= John Jobling =

Australian politician (1937–2022)

John Hughes Jobling (21 April 1937 – 7 April 2022) was an Australian politician. He was born in Sydney, the son of John Young Jobling and Elizabeth Marjorie Hughes. His marriage to Carole Linde Chadwick on 15 August 1960 produced two daughters and a son.

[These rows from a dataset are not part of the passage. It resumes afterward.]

use eframe::egui::Color32;
use glam::DVec2;
use ideal_gas::error::Result;
use ideal_gas::{GroupSpec, Particle, ParticleGroup, SimulationParams, SimulationSpace};
use rand::SeedableRng;
use rand::rngs::StdRng;

const TOL: f64 = 1e-9;

fn close(a: DVec2, b: DVec2) -> bool {
    (a - b).abs().max_element() < TOL
}

/// A 200x200 container holding a single group whose members are given as
/// `(position, velocity)` pairs.
fn single_group_space(
    mass: u32,
    radius: u32,
    members: &[((f64, f64), (f64, f64))],
) -> Result<SimulationSpace> {
    let group = group_of(mass, radius, Color32::WHITE, members)?;
    Ok(SimulationSpace::from_groups(DVec2::splat(100.0), vec![group], 200, 200))
}

fn group_of(
    mass: u32,
    radius: u32,
    tag: Color32,
    members: &[((f64, f64), (f64, f64))],
) -> Result<ParticleGroup> {
    let bound = 200.0 - 2.0 * f64::from(radius);
    let mut group = ParticleGroup::empty(mass, radius, tag, bound, bound, 1.0)?;
    for &((x, y), (vx, vy)) in members {
        group.add(Particle::new(DVec2::new(x, y), DVec2::new(vx, vy), mass, radius, tag)?)?;
    }
    Ok(group)
}

fn velocity(space: &SimulationSpace, group: usize, index: usize) -> Result<DVec2> {
    Ok(space.group(group)?.get(index)?.velocity)
}

fn position(space: &SimulationSpace, group: usize, index: usize) -> Result<DVec2> {
    Ok(space.group(group)?.get(index)?.position)
}

#[test]
fn free_particle_moves_by_its_velocity() -> Result<()> {
    let members = [((50.0, 50.0), (0.4, 0.5)), ((80.0, 80.0), (0.0, 0.0))];
    let mut space = single_group_space(1, 1, &members)?;
    space.tick()?;
    assert!(close(position(&space, 0, 0)?, DVec2::new(50.4, 50.5)));

    for _ in 0..25 {
        space.tick()?;
    }
    assert_eq!(position(&space, 0, 1)?, DVec2::new(80.0, 80.0));
    Ok(())
}

#[test]
fn walls_reflect_before_moving() -> Result<()> {
    // (start, velocity, expected velocity, expected position) in a 198 bound
    let cases = [
        ((50.0, 0.0), (0.4, 0.5), (0.4, 0.5), (50.4, 0.5)),
        ((50.0, 0.0), (0.4, -0.5), (0.4, 0.5), (50.4, 0.5)),
        ((50.0, 198.0), (0.4, -0.5), (0.4, -0.5), (50.4, 197.5)),
        ((50.0, 198.0), (0.4, 0.5), (0.4, -0.5), (50.4, 197.5)),
        ((0.0, 50.0), (0.4, 0.5), (0.4, 0.5), (0.4, 50.5)),
        ((0.0, 50.0), (-0.4, 0.5), (0.4, 0.5), (0.4, 50.5)),
        ((198.0, 50.0), (-0.4, 0.5), (-0.4, 0.5), (197.6, 50.5)),
        ((198.0, 50.0), (0.4, 0.5), (-0.4, 0.5), (197.6, 50.5)),
    ];
    for (start, vel, want_vel, want_pos) in cases {
        let mut space = single_group_space(1, 1, &[(start, vel)])?;
        space.tick()?;
        assert!(
            close(velocity(&space, 0, 0)?, DVec2::new(want_vel.0, want_vel.1)),
            "velocity from {start:?} moving {vel:?}"
        );
        assert!(
            close(position(&space, 0, 0)?, DVec2::new(want_pos.0, want_pos.1)),
            "position from {start:?} moving {vel:?}"
        );
    }
    Ok(())
}

#[test]
fn separating_particles_keep_their_velocities() -> Result<()> {
    let members = [((50.0, 50.0), (-1.0, -1.0)), ((52.0, 50.0), (1.0, 1.0))];
    let mut space = single_group_space(1, 1, &members)?;
    assert_eq!(space.tick()?, 0);
    assert_eq!(velocity(&space, 0, 0)?, DVec2::new(-1.0, -1.0));
    assert_eq!(velocity(&space, 0, 1)?, DVec2::new(1.0, 1.0));
    Ok(())
}

#[test]
fn equal_masses_swap_normal_components() -> Result<()> {
    let members = [((50.0, 50.0), (1.0, 1.0)), ((52.0, 50.0), (-1.0, -1.0))];
    let mut space = single_group_space(1, 1, &members)?;
    assert_eq!(space.tick()?, 1);

    assert!(close(velocity(&space, 0, 0)?, DVec2::new(-1.0, 1.0)));
    assert!(close(velocity(&space, 0, 1)?, DVec2::new(1.0, -1.0)));
    // positions move with the post-collision velocities
    assert!(close(position(&space, 0, 0)?, DVec2::new(49.0, 51.0)));
    assert!(close(position(&space, 0, 1)?, DVec2::new(53.0, 49.0)));
    Ok(())
}

#[test]
fn collisions_cross_group_boundaries_with_unequal_masses() -> Result<()> {
    let light = group_of(1, 2, Color32::YELLOW, &[((50.0, 50.0), (1.0, 1.0))])?;
    let heavy = group_of(2, 2, Color32::RED, &[((54.0, 50.0), (-1.0, -1.0))])?;
    let mut space = SimulationSpace::from_groups(DVec2::ZERO, vec![light, heavy], 200, 200);
    assert_eq!(space.tick()?, 1);

    let v_light = velocity(&space, 0, 0)?;
    let v_heavy = velocity(&space, 1, 0)?;
    assert!(close(v_light, DVec2::new(-5.0 / 3.0, 1.0)));
    assert!(close(v_heavy, DVec2::new(1.0 / 3.0, -1.0)));
    assert!(close(v_light + 2.0 * v_heavy, DVec2::new(-1.0, -1.0)));
    Ok(())
}

#[test]
fn only_the_colliding_pair_changes() -> Result<()> {
    let members = [
        ((10.0, 10.0), (0.3, 0.2)),
        ((50.0, 50.0), (1.0, 1.0)),
        ((52.0, 50.0), (-1.0, -1.0)),
        ((150.0, 150.0), (-0.1, 0.7)),
    ];
    let mut space = single_group_space(1, 1, &members)?;
    assert_eq!(space.tick()?, 1);

    assert_eq!(velocity(&space, 0, 0)?, DVec2::new(0.3, 0.2));
    assert_eq!(velocity(&space, 0, 3)?, DVec2::new(-0.1, 0.7));
    assert!(close(velocity(&space, 0, 1)?, DVec2::new(-1.0, 1.0)));
    assert!(close(velocity(&space, 0, 2)?, DVec2::new(1.0, -1.0)));
    Ok(())
}

#[test]
fn three_body_contact_resolves_in_index_order() -> Result<()> {
    // particle 0 touches both others; it meets 1 first, then 2 with its updated velocity
    let members = [
        ((50.0, 50.0), (1.0, 1.0)),
        ((52.0, 50.0), (-1.0, 0.0)),
        ((50.0, 52.0), (0.0, -1.0)),
    ];
    let mut space = single_group_space(1, 1, &members)?;
    assert_eq!(space.tick()?, 2);

    assert!(close(velocity(&space, 0, 0)?, DVec2::new(-1.0, -1.0)));
    assert!(close(velocity(&space, 0, 1)?, DVec2::new(1.0, 0.0)));
    assert!(close(velocity(&space, 0, 2)?, DVec2::new(0.0, 1.0)));
    Ok(())
}

#[test]
fn resolved_particle_is_still_hit_by_a_later_one() -> Result<()> {
    // 0 hits 1 first; 1 is then struck again by 2 on 2's turn
    let members = [
        ((50.0, 50.0), (1.0, 0.0)),
        ((52.0, 50.0), (0.0, 0.0)),
        ((54.0, 50.0), (-1.0, 0.0)),
    ];
    let mut space = single_group_space(1, 1, &members)?;
    assert_eq!(space.tick()?, 2);

    assert!(close(velocity(&space, 0, 0)?, DVec2::new(0.0, 0.0)));
    assert!(close(velocity(&space, 0, 1)?, DVec2::new(-1.0, 0.0)));
    assert!(close(velocity(&space, 0, 2)?, DVec2::new(1.0, 0.0)));
    Ok(())
}

#[test]
fn particle_resolved_before_its_turn_never_acts_as_current() -> Result<()> {
    // 0 hits both 1 and 2; those two still touch and close on each other,
    // but neither gets a turn this tick
    let members = [
        ((50.0, 50.0), (0.0, 0.0)),
        ((54.0, 50.0), (-1.0, 1.0)),
        ((50.0, 54.0), (1.0, -1.0)),
    ];
    let mut space = single_group_space(1, 3, &members)?;
    assert_eq!(space.tick()?, 2);

    assert!(close(velocity(&space, 0, 0)?, DVec2::new(-1.0, -1.0)));
    assert!(close(velocity(&space, 0, 1)?, DVec2::new(0.0, 1.0)));
    assert!(close(velocity(&space, 0, 2)?, DVec2::new(1.0, 0.0)));
    Ok(())
}

#[test]
fn flattened_view_follows_group_order() -> Result<()> {
    let members = [((1.0, 1.0), (0.0, 0.0)), ((2.0, 2.0), (0.0, 0.0))];
    let a = group_of(1, 1, Color32::YELLOW, &members)?;
    let b = group_of(3, 2, Color32::RED, &[((3.0, 3.0), (0.0, 0.0))])?;
    let space = SimulationSpace::from_groups(DVec2::ZERO, vec![a, b], 200, 200);

    let xs: Vec<f64> = space.particles().map(|p| p.position.x).collect();
    assert_eq!(xs, vec![1.0, 2.0, 3.0]);
    assert_eq!(space.particle_count(), 3);
    Ok(())
}

#[test]
fn new_groups_share_one_initial_velocity() -> Result<()> {
    let params = SimulationParams::default();
    let mut rng = StdRng::seed_from_u64(99);
    let space = SimulationSpace::new(
        DVec2::splat(50.0),
        &params.groups,
        params.container_width,
        params.container_height,
        &mut rng,
    )?;

    for group in space.groups() {
        let v0 = group.get(0)?.velocity;
        let limit = group.max_speed();
        assert!(v0.x.abs() <= limit && v0.y.abs() <= limit);
        assert!(group.particles().iter().all(|p| p.velocity == v0));
    }
    Ok(())
}

#[test]
fn same_seed_same_trajectory() -> Result<()> {
    let specs = [
        GroupSpec {
            count: 40,
            mass: 2,
            radius: 5,
            tag: Color32::YELLOW,
        },
        GroupSpec {
            count: 10,
            mass: 5,
            radius: 10,
            tag: Color32::RED,
        },
    ];
    let build = |seed| -> Result<SimulationSpace> {
        SimulationSpace::new(DVec2::ZERO, &specs, 300, 300, &mut StdRng::seed_from_u64(seed))
    };
    let mut a = build(5)?;
    let mut b = build(5)?;
    for _ in 0..50 {
        a.tick()?;
        b.tick()?;
    }
    assert!(a.particles().eq(b.particles()));
    Ok(())
}

#[test]
fn kinetic_energy_is_conserved() -> Result<()> {
    let params = SimulationParams::default();
    let mut rng = StdRng::seed_from_u64(2024);
    let mut space = SimulationSpace::new(
        DVec2::ZERO,
        &params.groups,
        params.container_width,
        params.container_height,
        &mut rng,
    )?;
    let e0 = space.kinetic_energy();

    let mut collisions = 0;
    for _ in 0..200 {
        collisions += space.tick()?;
    }
    let e1 = space.kinetic_energy();
    assert!(collisions > 0, "a dense default gas should collide within 200 ticks");
    assert!(
        ((e1 - e0) / e0).abs() < 1e-9,
        "relative energy drift too large (E0={e0}, E1={e1})"
    );
    Ok(())
}
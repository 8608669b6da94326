//! Relay server listener
//!
//! Serves viewer requests over axum and routes each one to an output. A
//! session runs in its own task and streams into the response body.

use std::future::{Future, IntoFuture};
use std::net::SocketAddr;
use std::sync::atomic::{AtomicU64, Ordering};
use std::sync::Arc;

use axum::extract::{Path, RawQuery, State, WebSocketUpgrade};
use axum::http::StatusCode;
use axum::response::Response;
use axum::routing::get;
use axum::Router;
use tokio::net::TcpListener;
use tokio::sync::{OwnedSemaphorePermit, Semaphore, TryAcquireError};

use crate::error::{Error, RegistryError, Result};
use crate::output::{
    response_channel, status_response, write_last_frame, OutputMode, PullOutput, StreamOutput,
};
use crate::registry::SourceRegistry;
use crate::server::auth::StreamAuthenticator;
use crate::server::config::ServerConfig;
use crate::server::request::StreamRequest;
use crate::server::ws::WebSocketTransport;
use crate::source::StreamConfig;
use crate::transform::PipelineRegistry;

/// Held by a session until it ends; `None` when connections are unlimited
type ConnectionPermit = Option<OwnedSemaphorePermit>;

/// State shared by every request handler
struct Shared {
    config: ServerConfig,
    registry: Arc<SourceRegistry>,
    pipelines: Arc<PipelineRegistry>,
    authenticator: Arc<StreamAuthenticator>,
    next_session_id: AtomicU64,
    connection_semaphore: Option<Arc<Semaphore>>,
}

impl Shared {
    fn admit(&self) -> std::result::Result<ConnectionPermit, TryAcquireError> {
        match &self.connection_semaphore {
            Some(sem) => Arc::clone(sem).try_acquire_owned().map(Some),
            None => Ok(None),
        }
    }
}

/// MJPEG relay server
pub struct RelayServer {
    shared: Arc<Shared>,
}

impl RelayServer {
    /// Create a server over an existing source registry
    pub fn new(
        config: ServerConfig,
        registry: Arc<SourceRegistry>,
        authenticator: StreamAuthenticator,
    ) -> Self {
        let connection_semaphore = if config.max_connections > 0 {
            Some(Arc::new(Semaphore::new(config.max_connections)))
        } else {
            None
        };

        let pipelines = Arc::new(PipelineRegistry::new(config.codec));

        Self {
            shared: Arc::new(Shared {
                config,
                registry,
                pipelines,
                authenticator: Arc::new(authenticator),
                next_session_id: AtomicU64::new(1),
                connection_semaphore,
            }),
        }
    }

    /// Create the sources and authenticator for `streams`, then the server
    ///
    /// Continuous sources start connecting immediately.
    pub async fn from_streams(config: ServerConfig, streams: Vec<StreamConfig>) -> Result<Self> {
        let authenticator = StreamAuthenticator::new(&streams);
        let registry = SourceRegistry::from_configs(streams).await?;
        Ok(Self::new(config, Arc::new(registry), authenticator))
    }

    /// Get a reference to the source registry
    pub fn registry(&self) -> &Arc<SourceRegistry> {
        &self.shared.registry
    }

    /// Get a reference to the transform pipeline registry
    pub fn pipelines(&self) -> &Arc<PipelineRegistry> {
        &self.shared.pipelines
    }

    /// Get a reference to the stream authenticator
    pub fn authenticator(&self) -> &Arc<StreamAuthenticator> {
        &self.shared.authenticator
    }

    /// Router answering `GET`/`POST <prefix><name>.<format>`
    ///
    /// Other paths get `404`, other methods `405`.
    pub fn router(&self) -> Router {
        let path = format!("{}:resource", self.shared.config.path_prefix);
        Router::new()
            .route(&path, get(serve_stream).post(serve_stream))
            .with_state(Arc::clone(&self.shared))
    }

    /// Run the server
    ///
    /// This method blocks until the server is shut down.
    pub async fn run(&self) -> Result<()> {
        self.run_until(std::future::pending()).await
    }

    /// Run the server with graceful shutdown
    pub async fn run_until<F>(&self, shutdown: F) -> Result<()>
    where
        F: Future<Output = ()>,
    {
        let listener = TcpListener::bind(self.shared.config.bind_addr).await?;
        tracing::info!(addr = %self.shared.config.bind_addr, "MJPEG relay listening");

        self.serve_until(listener, shutdown).await
    }

    /// Serve on an already bound listener until `shutdown` resolves
    ///
    /// All upstream readers are stopped before returning, which ends every
    /// open viewer session.
    pub async fn serve_until<F>(&self, listener: TcpListener, shutdown: F) -> Result<()>
    where
        F: Future<Output = ()>,
    {
        let serve = axum::serve(listener, self.router())
            .tcp_nodelay(self.shared.config.tcp_nodelay);

        let result = tokio::select! {
            _ = shutdown => {
                tracing::info!("Shutdown signal received");
                Ok(())
            }
            result = serve.into_future() => result.map_err(Error::from),
        };

        let stuck = self.shared.registry.shutdown().await;
        if stuck > 0 {
            tracing::warn!(stuck = stuck, "Some upstream readers did not stop in time");
        }

        result
    }

    /// Get the bind address
    pub fn bind_addr(&self) -> SocketAddr {
        self.shared.config.bind_addr
    }
}

async fn serve_stream(
    State(shared): State<Arc<Shared>>,
    Path(resource): Path<String>,
    RawQuery(query): RawQuery,
    upgrade: Option<WebSocketUpgrade>,
) -> Response {
    let permit = match shared.admit() {
        Ok(permit) => permit,
        Err(_) => {
            tracing::warn!(resource = %resource, "Request rejected: limit reached");
            return status_response(StatusCode::SERVICE_UNAVAILABLE);
        }
    };

    let session_id = shared.next_session_id.fetch_add(1, Ordering::Relaxed);

    let request = match StreamRequest::parse(&resource, query.as_deref().unwrap_or_default()) {
        Ok(request) => request,
        Err(e) => {
            tracing::debug!(session_id = session_id, error = %e, "Rejected request");
            return status_response(e.status());
        }
    };

    route(shared, request, upgrade, permit, session_id).await
}

async fn route(
    shared: Arc<Shared>,
    request: StreamRequest,
    upgrade: Option<WebSocketUpgrade>,
    permit: ConnectionPermit,
    session_id: u64,
) -> Response {
    let source = match shared.registry.get(&request.name).await {
        Ok(source) => source,
        Err(_) => return status_response(StatusCode::NOT_FOUND),
    };

    if !shared
        .authenticator
        .authenticate(source.config(), request.password())
    {
        tracing::debug!(session_id = session_id, stream = %request.name, "Authentication failed");
        return status_response(StatusCode::FORBIDDEN);
    }

    if source.is_disabled() {
        return status_response(StatusCode::NO_CONTENT);
    }

    tracing::debug!(
        session_id = session_id,
        stream = %request.name,
        format = %request.format,
        "Routing viewer"
    );

    let StreamRequest { format, params, .. } = request;
    let pipelines = Arc::clone(&shared.pipelines);

    if format == "ws" {
        let Some(upgrade) = upgrade else {
            return status_response(StatusCode::BAD_REQUEST);
        };
        return upgrade.on_upgrade(move |socket| async move {
            let _permit = permit;
            let transport = WebSocketTransport::new(socket);
            let output = PullOutput::new(source, pipelines, &params, transport, session_id);
            if let Err(e) = output.handle().await {
                tracing::debug!(session_id = session_id, error = %e, "Pull session failed");
            }
        });
    }

    let (response, pending) = response_channel();

    if format == "last" {
        tokio::spawn(async move {
            let _permit = permit;
            if let Err(e) = write_last_frame(source, pipelines, &params, response).await {
                tracing::debug!(session_id = session_id, error = %e, "Last frame output failed");
            }
        });
        return pending.into_response(shared.config.request_timeout).await;
    }

    let mode = match OutputMode::from_format(&format, &params) {
        Some(OutputMode::Buffered { capacity }) => OutputMode::Buffered {
            capacity: if params.contains("wait") {
                capacity.min(shared.config.max_queue_capacity)
            } else {
                shared.config.default_queue_capacity
            },
        },
        Some(mode) => mode,
        None => return status_response(StatusCode::NOT_FOUND),
    };

    let output = StreamOutput::new(mode, source, pipelines, &params, response, session_id);
    tokio::spawn(async move {
        let _permit = permit;
        match output.handle().await {
            // 503 already answered
            Ok(_) | Err(Error::Registry(RegistryError::StreamDisabled(_))) => {}
            Err(e) => {
                tracing::debug!(session_id = session_id, error = %e, "Viewer session failed");
            }
        }
    });

    pending.into_response(shared.config.request_timeout).await
}

#[cfg(test)]
mod tests {
    use std::time::Duration;

    use super::*;

    async fn start(config: ServerConfig, streams: Vec<StreamConfig>) -> (Arc<RelayServer>, String) {
        let server = Arc::new(RelayServer::from_streams(config, streams).await.unwrap());
        let listener = TcpListener::bind("127.0.0.1:0").await.unwrap();
        let base = format!("http://{}", listener.local_addr().unwrap());

        let running = Arc::clone(&server);
        tokio::spawn(async move {
            running
                .serve_until(listener, std::future::pending())
                .await
                .ok();
        });

        (server, base)
    }

    fn client() -> reqwest::Client {
        reqwest::Client::builder().no_proxy().build().unwrap()
    }

    async fn status(base: &str, path: &str) -> u16 {
        client()
            .get(format!("{}{}", base, path))
            .send()
            .await
            .unwrap()
            .status()
            .as_u16()
    }

    async fn wait_for<F: Fn() -> bool>(condition: F) {
        tokio::time::timeout(Duration::from_secs(5), async {
            while !condition() {
                tokio::time::sleep(Duration::from_millis(10)).await;
            }
        })
        .await
        .unwrap();
    }

    fn on_demand(name: &str) -> crate::source::StreamConfigBuilder {
        StreamConfig::builder(name, "http://127.0.0.1:1/").on_demand(true)
    }

    #[tokio::test]
    async fn test_status_routing() {
        let (server, base) = start(
            ServerConfig::default(),
            vec![
                on_demand("open").build().unwrap(),
                on_demand("locked")
                    .protect(Some("secret".into()))
                    .build()
                    .unwrap(),
            ],
        )
        .await;

        assert_eq!(status(&base, "/streams/open").await, 400);
        assert_eq!(status(&base, "/streams/nope.jpeg").await, 404);
        assert_eq!(status(&base, "/streams/open.png").await, 404);
        assert_eq!(status(&base, "/other/open.jpeg").await, 404);
        assert_eq!(status(&base, "/streams/locked.jpeg").await, 403);
        assert_eq!(status(&base, "/streams/locked.last?pw=secret").await, 204);
        assert_eq!(status(&base, "/streams/open.last").await, 204);
        // Pull sessions need a WebSocket upgrade
        assert_eq!(status(&base, "/streams/open.ws").await, 400);

        let deleted = client()
            .delete(format!("{}/streams/open.jpeg", base))
            .send()
            .await
            .unwrap();
        assert_eq!(deleted.status().as_u16(), 405);

        server.registry().disable("open").await.unwrap();
        assert_eq!(status(&base, "/streams/open.jpeg").await, 204);
    }

    #[tokio::test]
    async fn test_dead_camera_single_frame() {
        let (server, base) = start(ServerConfig::default(), vec![on_demand("cam").build().unwrap()]).await;

        // Authenticated, but the upstream cannot connect
        assert_eq!(status(&base, "/streams/cam.jpeg?size=10x10").await, 503);
        wait_for(|| server.pipelines().is_empty()).await;
    }

    #[tokio::test]
    async fn test_huge_wait_over_http() {
        let (server, base) = start(ServerConfig::default(), vec![on_demand("cam").build().unwrap()]).await;

        let response = client()
            .get(format!(
                "{}/streams/cam.bjpg?wait=18446744073709551615&size=10x10",
                base
            ))
            .send()
            .await
            .unwrap();
        assert_eq!(response.status().as_u16(), 200);
        // The session ends with the failed upstream
        assert!(response.bytes().await.unwrap().is_empty());

        let source = server.registry().get("cam").await.unwrap();
        wait_for(|| source.consumer_count() == 0).await;
        wait_for(|| server.pipelines().is_empty()).await;
    }

    #[tokio::test]
    async fn test_request_limit() {
        // Accepts connections but never answers, so the first viewer stays
        let silent = TcpListener::bind("127.0.0.1:0").await.unwrap();
        let camera = StreamConfig::builder("cam", format!("http://{}/", silent.local_addr().unwrap()))
            .on_demand(true)
            .build()
            .unwrap();
        let (_server, base) = start(ServerConfig::default().max_connections(1), vec![camera]).await;

        let first = client()
            .get(format!("{}/streams/cam.mjpg", base))
            .send()
            .await
            .unwrap();
        assert_eq!(first.status().as_u16(), 200);

        assert_eq!(status(&base, "/streams/cam.mjpg").await, 503);
        drop(first);
    }
}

He attended The Scots College 1950–1953, Sydney Boys High School 1954, and the University of Sydney 1956–1960, after which he became a pharmacist. He was active in the local community, as a member of Scone and Muswellbrook Apex from 1961 to 1964, and various other community organisations including the Returned Serviceman's League and the Royal Prince Alfred Yacht Club. He joined the Liberal Party in 1968, in which year he was elected to Muswellbrook Municipality Shire Council. He was Deputy Mayor from 1971 to 1974 and Mayor from 1974 until 1984. In 1977 he was awarded the Queen Elizabeth II Silver Jubilee Medal.

In 1984, Jobling was elected to the New South Wales Legislative Council for the Liberal Party. As an MLC, he served as Government Whip from 1988 to 1995 and Opposition Whip following the Liberals' defeat in 1995 until his retirement in 2003. He was awarded the National Medal and Bar for service to State Emergency Services in 1988. In 2004 Jobling was awarded a Medal of the Order of Australia, and in 2021 this was upgraded to an appointment as Member.